2020/12/01

DeepMind revoluciona simulação de proteínas com AlphaFold 2

O sistema de inteligência artificial DeepMind da Google acaba de dar um passo de gigante na simulação de proteínas, atingindo uma fiabilidade considerada idênticas às experiências laboratoriais físicas.

As proteínas são os componenentes base de toda a biologia, podendo ser consideradas as nano-máquinas biológicas que nos permitem ser quem somos. No entanto, por trás da sua aparente simples cadeia de aminoácidos escondem-se uma série de problemas quando se está a tentar criar novas proteínas com novas funções. Isto porque as proteínas dobram-se e retorcem-se sobre si próprias dependendo dessas sequências, como um puzzle tridimensional que se complica sobre si mesmo, criando estruturas em cima de estruturas, com formas complexas de prever - o que é um problema grave, quando essa mesma forma final tem também papel fundamental na sua função e funcionamento.

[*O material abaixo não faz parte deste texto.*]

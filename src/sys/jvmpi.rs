// jvmpi-gc/src/sys/jvmpi.rs
//
// JVMPI (Java Virtual Machine Profiler Interface) bindings for Rust.
// No external dependencies.
//
// Verified against the JDK 1.2 jvmpi.h header. JVMPI shipped with the
// classic VMs and HotSpot through JDK 1.5 and was removed in JDK 6; a VM
// that no longer carries it simply refuses the GetEnv version request.
//
// Unlike JNI, the interface pointer returned by GetEnv points directly at
// this struct (there is no extra level of indirection), and the functions
// take no environment argument.

#![allow(non_upper_case_globals)]
#![allow(non_camel_case_types)]
#![allow(non_snake_case)]

use std::os::raw::{c_char, c_void};

use crate::sys::jni::{jboolean, jint, jlong, jmethodID, jobject, JNIEnv};

// --- Constants ---
pub const JVMPI_VERSION_1: jint = 0x10000001;
pub const JVMPI_VERSION_1_1: jint = 0x10000002;
pub const JVMPI_VERSION_1_2: jint = 0x10000003;

pub const JVMPI_SUCCESS: jint = 0;
pub const JVMPI_FAIL: jint = -1;

// --- Opaque handle types ---

/// Profiler-side object handle. Never dereferenced by agents.
#[repr(C)]
pub struct _jobjectID {
    _private: [u8; 0],
}
pub type jobjectID = *mut _jobjectID;

/// Raw monitor created through RawMonitorCreate.
#[repr(C)]
pub struct _JVMPI_RawMonitor {
    _private: [u8; 0],
}
pub type JVMPI_RawMonitor = *mut _JVMPI_RawMonitor;

/// Event record passed to NotifyEvent. This bridge never receives events,
/// so the payload union is left opaque.
#[repr(C)]
pub struct JVMPI_Event {
    _private: [u8; 0],
}

// --- Call traces ---

#[repr(C)]
#[derive(Debug, Copy, Clone)]
pub struct JVMPI_CallFrame {
    pub lineno: jint,
    pub method_id: jmethodID,
}

#[repr(C)]
pub struct JVMPI_CallTrace {
    pub env_id: *mut JNIEnv,
    pub num_frames: jint,
    pub frames: *mut JVMPI_CallFrame,
}

// =============================================================================
// JVMPI_Interface - The profiler function table
// =============================================================================
//
// Handed out by JavaVM::GetEnv at a JVMPI_VERSION_* tag. Slot order must
// exactly match the jvmpi.h header. Slots are Option so a partially
// populated table is representable; a live VM fills every one.

#[repr(C)]
pub struct JVMPI_Interface {
    pub version: jint,

    pub NotifyEvent: Option<unsafe extern "system" fn(event: *mut JVMPI_Event)>,

    pub EnableEvent:
        Option<unsafe extern "system" fn(event_type: jint, arg: *mut c_void) -> jint>,
    pub DisableEvent:
        Option<unsafe extern "system" fn(event_type: jint, arg: *mut c_void) -> jint>,
    pub RequestEvent:
        Option<unsafe extern "system" fn(event_type: jint, arg: *mut c_void) -> jint>,
    pub GetCallTrace:
        Option<unsafe extern "system" fn(trace: *mut JVMPI_CallTrace, depth: jint)>,
    pub ProfilerExit: Option<unsafe extern "system" fn(err_code: jint)>,

    pub RawMonitorCreate:
        Option<unsafe extern "system" fn(lock_name: *mut c_char) -> JVMPI_RawMonitor>,
    pub RawMonitorEnter: Option<unsafe extern "system" fn(lock_id: JVMPI_RawMonitor)>,
    pub RawMonitorExit: Option<unsafe extern "system" fn(lock_id: JVMPI_RawMonitor)>,
    pub RawMonitorWait: Option<unsafe extern "system" fn(lock_id: JVMPI_RawMonitor, ms: jlong)>,
    pub RawMonitorNotifyAll: Option<unsafe extern "system" fn(lock_id: JVMPI_RawMonitor)>,
    pub RawMonitorDestroy: Option<unsafe extern "system" fn(lock_id: JVMPI_RawMonitor)>,

    pub GetCurrentThreadCpuTime: Option<unsafe extern "system" fn() -> jlong>,
    pub SuspendThread: Option<unsafe extern "system" fn(env: *mut JNIEnv)>,
    pub ResumeThread: Option<unsafe extern "system" fn(env: *mut JNIEnv)>,
    pub GetThreadStatus: Option<unsafe extern "system" fn(env: *mut JNIEnv) -> jint>,
    pub ThreadHasRun: Option<unsafe extern "system" fn(env: *mut JNIEnv) -> jboolean>,
    pub CreateSystemThread: Option<
        unsafe extern "system" fn(
            name: *mut c_char,
            priority: jint,
            f: unsafe extern "system" fn(arg: *mut c_void),
        ) -> jint,
    >,

    pub SetThreadLocalStorage:
        Option<unsafe extern "system" fn(env_id: *mut JNIEnv, ptr: *mut c_void)>,
    pub GetThreadLocalStorage:
        Option<unsafe extern "system" fn(env_id: *mut JNIEnv) -> *mut c_void>,

    // GC control
    pub DisableGC: Option<unsafe extern "system" fn()>,
    pub EnableGC: Option<unsafe extern "system" fn()>,
    pub RunGC: Option<unsafe extern "system" fn()>,

    pub GetThreadObject: Option<unsafe extern "system" fn(env: *mut JNIEnv) -> jobjectID>,
    pub GetMethodClass: Option<unsafe extern "system" fn(mid: jmethodID) -> jobjectID>,

    // JDK 1.2 additions
    pub jobjectID2jobject: Option<unsafe extern "system" fn(jid: jobjectID) -> jobject>,
    pub jobject2jobjectID: Option<unsafe extern "system" fn(jobj: jobject) -> jobjectID>,

    // JDK 1.2.2 additions
    pub SuspendThreadList: Option<
        unsafe extern "system" fn(req_count: jint, req_list: *mut *mut JNIEnv, results: *mut jint),
    >,
    pub ResumeThreadList: Option<
        unsafe extern "system" fn(req_count: jint, req_list: *mut *mut JNIEnv, results: *mut jint),
    >,
}

impl Default for JVMPI_Interface {
    fn default() -> Self {
        JVMPI_Interface {
            version: 0,
            NotifyEvent: None,
            EnableEvent: None,
            DisableEvent: None,
            RequestEvent: None,
            GetCallTrace: None,
            ProfilerExit: None,
            RawMonitorCreate: None,
            RawMonitorEnter: None,
            RawMonitorExit: None,
            RawMonitorWait: None,
            RawMonitorNotifyAll: None,
            RawMonitorDestroy: None,
            GetCurrentThreadCpuTime: None,
            SuspendThread: None,
            ResumeThread: None,
            GetThreadStatus: None,
            ThreadHasRun: None,
            CreateSystemThread: None,
            SetThreadLocalStorage: None,
            GetThreadLocalStorage: None,
            DisableGC: None,
            EnableGC: None,
            RunGC: None,
            GetThreadObject: None,
            GetMethodClass: None,
            jobjectID2jobject: None,
            jobject2jobjectID: None,
            SuspendThreadList: None,
            ResumeThreadList: None,
        }
    }
}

Há décadas que os cientistas têm tentado criar um sistema que permita prever a forma final de uma proteína, mas os resultados quase sempre ficavam aquém do desejado. Em 2018 o AlphaFold da Google permitiu antecipar melhorias, ao aumentar a precisão dos 40 GDT para perto de 60 GDT (com um valor de 100 GDT a significar que a simulação é exactamente igual ao resultado real); mas com o novo AlphaFold 2 o valor saltou para os 92.4 GDT em média - o equivalente a um erro de apenas a largura de um átomo - e mesmo no caso das proteínas mais complexas usadas para testar a precisão destes sistemas de simulação, atingiu 87 GDT.




O objectivo é que com o AlphaFold 3 os resultados possam manter-se no patamar superior a 90 GDT até mesmo para as proteínas mais complexas, mas mesmo no estado actual, o AlphaFold 2 poderá ser um precioso aliado no desenvolvimento de novas proteínas que possam auxiliar no combate de doenças e condições crónicas, usando as ferramentas que a própria biologia utiliza para rectificar as coisas que precisam de ser corrigidas.